But there are mistakes that slow you down and ones that can stop you dead in your tracks. A recent discussion on Quora focused on the unavoidable mistakes that new entrepreneurs often make. There were many good suggests from businesspeople who chimed in. Here are 13 that were particularly insightful and sticky.
Hide from problems
When things go wrong, what you absolutely, positively, without a doubt should not do is hide. Only when you face the issues do you have a chance of finding solutions. That also means to avoid pretending that all is well with investors and staff. They can often be helpful, so why not let them?
Be all things to all potential customers
You can never please all the people all the time. One implication is that you will never develop a product or service that is attractive to the entire market, let alone all people. Don’t bother. Focus on what you can do for a particular subset.
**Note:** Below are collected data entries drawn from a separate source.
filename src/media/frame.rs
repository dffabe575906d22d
//! Frame types routed through the delivery graph
//!
//! A [`Frame`] is an immutable value. The same instance is handed to every
//! destination of a kind, so fan-out never copies the payload.

use std::fmt;

use bytes::Bytes;

use super::kind::MediaKind;

/// Codec carried by a frame or declared by a source/destination
#[derive(Debug, Clone, Copy, PartialEq, Eq, Hash)]
pub enum Codec {
    // Audio
    Opus,
    Pcmu,
    Pcma,
    G722,
    Aac,
    // Video
    Vp8,
    Vp9,
    H264,
    H265,
    Av1,
    /// Opaque application data (data channels)
    Data,
}

impl Codec {
    /// Media kind this codec belongs to
    pub fn kind(&self) -> MediaKind {
        match self {
            Codec::Opus | Codec::Pcmu | Codec::Pcma | Codec::G722 | Codec::Aac => {
                MediaKind::Audio
            }
            Codec::Vp8 | Codec::Vp9 | Codec::H264 | Codec::H265 | Codec::Av1 => MediaKind::Video,
            Codec::Data => MediaKind::Data,
        }
    }

    /// MIME type as used in session descriptions (e.g., "video/VP8")
    pub fn mime_type(&self) -> &'static str {
        match self {
            Codec::Opus => "audio/opus",
            Codec::Pcmu => "audio/PCMU",
            Codec::Pcma => "audio/PCMA",
            Codec::G722 => "audio/G722",
            Codec::Aac => "audio/aac",
            Codec::Vp8 => "video/VP8",
            Codec::Vp9 => "video/VP9",
            Codec::H264 => "video/H264",
            Codec::H265 => "video/H265",
            Codec::Av1 => "video/AV1",
            Codec::Data => "application/data",
        }
    }
}

impl fmt::Display for Codec {
    fn fmt(&self, f: &mut fmt::Formatter<'_>) -> fmt::Result {
        f.write_str(self.mime_type())
    }
}

/// How the payload is packaged
#[derive(Debug, Clone, Copy, PartialEq, Eq, Hash, Default)]
pub enum PacketType {
    /// Complete encoded access unit / sample
    #[default]
    Raw,
    /// A single RTP packet
    Rtp,
}

/// Video-specific frame information
#[derive(Debug, Clone, Copy, PartialEq, Eq, Default)]
pub struct VideoFrameInfo {
    pub width: u32,
    pub height: u32,
    pub is_key_frame: bool,
}

/// Audio-specific frame information
#[derive(Debug, Clone, Copy, PartialEq, Eq, Default)]
pub struct AudioFrameInfo {
    /// Samples per channel in this frame
    pub sample_count: u32,
    pub sample_rate: u32,
    pub channels: u16,
    /// Voice activity flag
    pub is_voice: bool,
    /// Audio level in -dBov (0 = loudest, 127 = silence)
    pub level: u8,
}

/// Kind-specific frame information
#[derive(Debug, Clone, Copy, PartialEq, Eq)]
pub enum FrameInfo {
    Video(VideoFrameInfo),
    Audio(AudioFrameInfo),
    None,
}

/// A media frame
#[derive(Debug, Clone, PartialEq, Eq)]
pub struct Frame {
    pub codec: Codec,
    pub packet_type: PacketType,
    /// Timestamp in the codec clock rate
    pub timestamp: u32,
    /// Frame data (reference counted, never copied during fan-out)
    pub payload: Bytes,
    pub info: FrameInfo,
}

impl Frame {
    /// Create a video frame
    pub fn video(codec: Codec, timestamp: u32, payload: Bytes, info: VideoFrameInfo) -> Self {
        Self {
            codec,
            packet_type: PacketType::Raw,
            timestamp,
            payload,
            info: FrameInfo::Video(info),
        }
    }

    /// Create an audio frame
    pub fn audio(codec: Codec, timestamp: u32, payload: Bytes, info: AudioFrameInfo) -> Self {
        Self {
            codec,
            packet_type: PacketType::Raw,
            timestamp,
            payload,
            info: FrameInfo::Audio(info),
        }
    }

    /// Create a data frame
    pub fn data(timestamp: u32, payload: Bytes) -> Self {
        Self {
            codec: Codec::Data,
            packet_type: PacketType::Raw,
            timestamp,
            payload,
            info: FrameInfo::None,
        }
    }

    /// Set the packet type
    pub fn with_packet_type(mut self, packet_type: PacketType) -> Self {
        self.packet_type = packet_type;
        self
    }

    /// Media kind, derived from the codec
    pub fn kind(&self) -> MediaKind {
        self.codec.kind()
    }

    /// Whether this is a video key frame
    pub fn is_key_frame(&self) -> bool {
        matches!(self.info, FrameInfo::Video(v) if v.is_key_frame)
    }
}

#[cfg(test)]
mod tests {
    use super::*;

    #[test]
    fn test_codec_kind() {
        assert_eq!(Codec::Opus.kind(), MediaKind::Audio);
        assert_eq!(Codec::H264.kind(), MediaKind::Video);
        assert_eq!(Codec::Data.kind(), MediaKind::Data);
        assert_eq!(Codec::Vp8.to_string(), "video/VP8");
    }

    #[test]
    fn test_frame_constructors() {
        let key = Frame::video(
            Codec::Vp8,
            3000,
            Bytes::from_static(&[0x10, 0x02]),
            VideoFrameInfo {
                width: 640,
                height: 480,
                is_key_frame: true,
            },
        );
        assert_eq!(key.kind(), MediaKind::Video);
        assert!(key.is_key_frame());

        let audio = Frame::audio(
            Codec::Opus,
            960,
            Bytes::from_static(&[0xfc]),
            AudioFrameInfo::default(),
        )
        .with_packet_type(PacketType::Rtp);
        assert_eq!(audio.kind(), MediaKind::Audio);
        assert_eq!(audio.packet_type, PacketType::Rtp);
        assert!(!audio.is_key_frame());

        assert_eq!(Frame::data(0, Bytes::new()).kind(), MediaKind::Data);
    }
}
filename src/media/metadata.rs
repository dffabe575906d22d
//! Stream metadata
//!
//! Per-kind codec and payload description, as negotiated by the transport.

use super::frame::{Codec, PacketType};
use super::kind::MediaKind;

/// Audio or video track description
#[derive(Debug, Clone, PartialEq, Eq)]
pub struct TrackMetadata {
    pub codec: Codec,
    pub packet_type: PacketType,
    /// RTP payload type
    pub payload_type: u8,
    pub ssrc: Option<u32>,
    pub sample_rate: Option<u32>,
    pub channels: Option<u16>,
}

impl TrackMetadata {
    /// Create a track description with no SSRC or sample information
    pub fn new(codec: Codec, payload_type: u8) -> Self {
        Self {
            codec,
            packet_type: PacketType::Raw,
            payload_type,
            ssrc: None,
            sample_rate: None,
            channels: None,
        }
    }

    /// Codec MIME type (e.g., "audio/opus")
    pub fn codec_type(&self) -> &'static str {
        self.codec.mime_type()
    }

    pub fn packet_type(mut self, packet_type: PacketType) -> Self {
        self.packet_type = packet_type;
        self
    }

    pub fn ssrc(mut self, ssrc: u32) -> Self {
        self.ssrc = Some(ssrc);
        self
    }

    pub fn sample_rate(mut self, sample_rate: u32) -> Self {
        self.sample_rate = Some(sample_rate);
        self
    }

    pub fn channels(mut self, channels: u16) -> Self {
        self.channels = Some(channels);
        self
    }
}

/// Data kind marker (presence only)
#[derive(Debug, Clone, Copy, PartialEq, Eq, Default)]
pub struct DataMetadata;

/// Metadata for all kinds of a stream
#[derive(Debug, Clone, PartialEq, Eq, Default)]
pub struct Metadata {
    pub audio: Option<TrackMetadata>,
    pub video: Option<TrackMetadata>,
    pub data: Option<DataMetadata>,
}

impl Metadata {
    pub fn new() -> Self {
        Self::default()
    }

    pub fn with_audio(mut self, audio: TrackMetadata) -> Self {
        self.audio = Some(audio);
        self
    }

    pub fn with_video(mut self, video: TrackMetadata) -> Self {
        self.video = Some(video);
        self
    }

    pub fn with_data(mut self) -> Self {
        self.data = Some(DataMetadata);
        self
    }

    /// Codec for a kind, `Codec::Data` for a present data marker
    pub fn codec(&self, kind: MediaKind) -> Option<Codec> {
        match kind {
            MediaKind::Audio => self.audio.as_ref().map(|a| a.codec),
            MediaKind::Video => self.video.as_ref().map(|v| v.codec),
            MediaKind::Data => self.data.map(|_| Codec::Data),
        }
    }

    /// Whether the kind is present
    pub fn has(&self, kind: MediaKind) -> bool {
        self.codec(kind).is_some()
    }

    /// Kinds present, in `MediaKind::ALL` order
    pub fn kinds(&self) -> impl Iterator<Item = MediaKind> + '_ {
        MediaKind::ALL.into_iter().filter(move |k| self.has(*k))
    }

    /// Union with another metadata set; kinds already present here win
    pub fn union(&self, other: &Metadata) -> Metadata {
        Metadata {
            audio: self.audio.clone().or_else(|| other.audio.clone()),
            video: self.video.clone().or_else(|| other.video.clone()),
            data: self.data.or(other.data),
        }
    }
}

#[cfg(test)]
mod tests {
    use super::*;

    #[test]
    fn test_codec_per_kind() {
        let meta = Metadata::new()
            .with_audio(TrackMetadata::new(Codec::Opus, 111).sample_rate(48000).channels(2))
            .with_data();

        assert_eq!(meta.codec(MediaKind::Audio), Some(Codec::Opus));
        assert_eq!(meta.codec(MediaKind::Video), None);
        assert_eq!(meta.codec(MediaKind::Data), Some(Codec::Data));
        assert_eq!(
            meta.kinds().collect::<Vec<_>>(),
            vec![MediaKind::Audio, MediaKind::Data]
        );
        assert_eq!(meta.audio.as_ref().map(|a| a.codec_type()), Some("audio/opus"));
    }

    #[test]
    fn test_union_prefers_self() {
        let a = Metadata::new().with_video(TrackMetadata::new(Codec::Vp8, 96));
        let b = Metadata::new()
            .with_video(TrackMetadata::new(Codec::H264, 102))
            .with_audio(TrackMetadata::new(Codec::Opus, 111));

        let merged = a.union(&b);
        assert_eq!(merged.codec(MediaKind::Video), Some(Codec::Vp8));
        assert_eq!(merged.codec(MediaKind::Audio), Some(Codec::Opus));
        assert!(!merged.has(MediaKind::Data));
    }
}
//! Deferred binding of subscribers that arrive before a publisher

use std::time::Duration;

use tokio::sync::oneshot;

use crate::error::{Error, Result};
use crate::graph::DestinationId;

/// Outcome of adding a destination to a stream
#[derive(Debug)]
#[must_use = "a pending destination is not bound yet"]
pub enum Attachment {
    /// Bound to a stream format
    Bound,
    /// Queued until the stream gets its first publisher
    Pending(PendingDestination),
}

impl Attachment {
    pub fn is_bound(&self) -> bool {
        matches!(self, Attachment::Bound)
    }

    pub fn is_pending(&self) -> bool {
        matches!(self, Attachment::Pending(_))
    }
}

/// Completion handle of a queued destination
///
/// Resolves with the result of the deferred binding once a publisher joins.
#[derive(Debug)]
pub struct PendingDestination {
    id: DestinationId,
    rx: oneshot::Receiver<Result<()>>,
}

impl PendingDestination {
    pub(crate) fn new(id: DestinationId) -> (Self, oneshot::Sender<Result<()>>) {
        let (tx, rx) = oneshot::channel();
        (Self { id, rx }, tx)
    }

    pub fn destination_id(&self) -> DestinationId {
        self.id
    }

    /// Wait for the deferred binding
    ///
    /// No timeout is applied unless the caller passes one. Fails with
    /// `Timeout` when it elapses, `NoPublisher` when the stream closed first,
    /// or the error the binding itself produced.
    pub async fn wait(self, timeout: Option<Duration>) -> Result<()> {
        let outcome = match timeout {
            Some(timeout) => tokio::time::timeout(timeout, self.rx)
                .await
                .map_err(|_| Error::Timeout)?,
            None => self.rx.await,
        };

        outcome.unwrap_or(Err(Error::NoPublisher))
    }
}
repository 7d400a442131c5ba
//! Configuration access port trait.

pub trait ConfigPort {
    fn get_string(&self, section: &str, key: &str) -> Option<String>;
    fn get_bool(&self, section: &str, key: &str, default: bool) -> bool;
}
//! Historical replay of the daily signal.
//!
//! Weights decided at the close of row `p` are held until the close of the
//! next row `p + 1`; that row's return is what the strategy earned. Rows
//! whose predecessor lacks enough history for the longest window are
//! skipped.

use crate::domain::error::TrendbandError;
use crate::domain::price_table::PriceTable;
use crate::domain::signal::{allocation_at, holding_return};
use crate::domain::strategy::StrategyConfig;
use chrono::NaiveDate;

#[derive(Debug, Clone, Copy, PartialEq)]
pub struct DailyReturn {
    pub date: NaiveDate,
    pub value: f64,
}

/// Strategy returns for every trading date in `[start, end]`.
pub fn replay(
    table: &PriceTable,
    config: &StrategyConfig,
    start: NaiveDate,
    end: NaiveDate,
) -> Result<Vec<DailyReturn>, TrendbandError> {
    if table.is_empty() {
        return Err(TrendbandError::NoData {
            target: end.to_string(),
        });
    }

    let required = config.required_rows();
    let mut returns = Vec::new();

    for (index, &date) in table.dates().iter().enumerate().skip(required) {
        if date < start {
            continue;
        }
        if date > end {
            break;
        }
        let held = allocation_at(table, index - 1, config)?;
        returns.push(DailyReturn {
            date,
            value: holding_return(table, &held, index - 1, index),
        });
    }

    if returns.is_empty() {
        return Err(TrendbandError::InsufficientHistory {
            rows: table.len(),
            required: required + 1,
        });
    }

    tracing::info!(
        days = returns.len(),
        first = %returns[0].date,
        last = %returns[returns.len() - 1].date,
        "replay complete"
    );

    Ok(returns)
}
Try to do too much at the start
You want a product or service that will startle everyone and draw buyers. It’s understandable, but there’s a tradeoff. If you spend too much time chasing perfection, you won’t have the time to chase customers, allowing a competitor to slip in with a product that may not be as amazing, but that has the advantage of being available for purchase.
Ignore the answers you get to the questions you ask
You will (or should) talk frequently to staff, investors, vendors, prospects, and customers. They can offer great insights and advice that can improve your business. But that only happens when you actually listen to what they say and not dismiss it. Not that you should automatically do what everyone tells you, but if you dismiss anything that doesn’t immediately agree with your assumptions, you’re going to tank your business.
Slavishly copy a successful startup
You’ve seen the new tech company, restaurant concept, consumer product, or some other successful new business. It’s an enormous mistake to try to copy what you just saw. You will have different abilities, resources, ideas, and opportunities. If you can’t significantly improve the idea, do something else. Why start off as an also-ran?
Think that great products are enough to succeed
Ralph Waldo Emerson was wrong. Build a better mousetrap and the world will not beat a path to your door. You need to create a strong business, learn to market, and handle problems. Only a fully-developed company will succeed. A great product alone is likely to fade into obscurity.
Skip the proof of concept
You’re sure that you know what people want. Of course you do. But what if you’re wrong? Unthinkable, of course, but it’s all too possible. Rather than assume your omniscience, test your ideas. Better to find and fix the problems at the start so you can proceed more smoothly and successfully.
Rush to economies of scale
You want your business to be a blockbuster. But don’t plan on it. Building an infrastructure and hiring the people necessary for a big rollout is a mistake if you do that too early because you’ll burn through resources before you can justify the expense. Catching up to growth is painful, but never catching up to capacity is much worse.
Stay fixed on your vision
Entrepreneurs are often passionate about their concepts and plans. That doesn’t mean the world is. People may react differently than you expected. Changing circumstances might close some doors or open others. Adapt your idea as necessary to make the business work.
Run out of cash
Money is the blood of your company. If you don’t cut expenses wherever possible without threatening the quality of your products or operations, you open a corporate vein and bleed onto the floor. Forget the fancy office or perks. The more money you save, the more time you have to get things right and see the business blossom.
Work out the details with co-founders later
You go into business with a partner, maybe an old friend, and suddenly things don’t work the way you expected. Someone isn’t putting in the effort or can’t get the necessary results. If you haven’t considered such issues as a parting of the ways, who has the final say on decisions, or how or when you cash out, then you are an accident waiting to happen. Get the details straight at the beginning.
Hiring the easy gets
Hiring is a painful and expensive undertaking. You meet people who seem to be matches and so want to bring them on. Resist and create a real HR process. Evaluate and vet candidates, and get the types of expertise, both technical and managerial, your company will need.
Be satisfied with basic financial data
A bookkeeper and a copy of QuickBooks is not a financial system. If your intent is to make the company grow, you need accounting that is complaint with generally accepted accounting principles, or GAAP, as that’s what investors, acquiring companies, or the stock market will expect. Set it up right from the beginning. In addition, work out what metrics will be most important to various aspects of the business and generate those numbers. Know the incremental cost of an additional product unit, how expensive it is to acquire a news customer, the average customer’s lifetime value, or whatever else might make a difference to how you make decisions.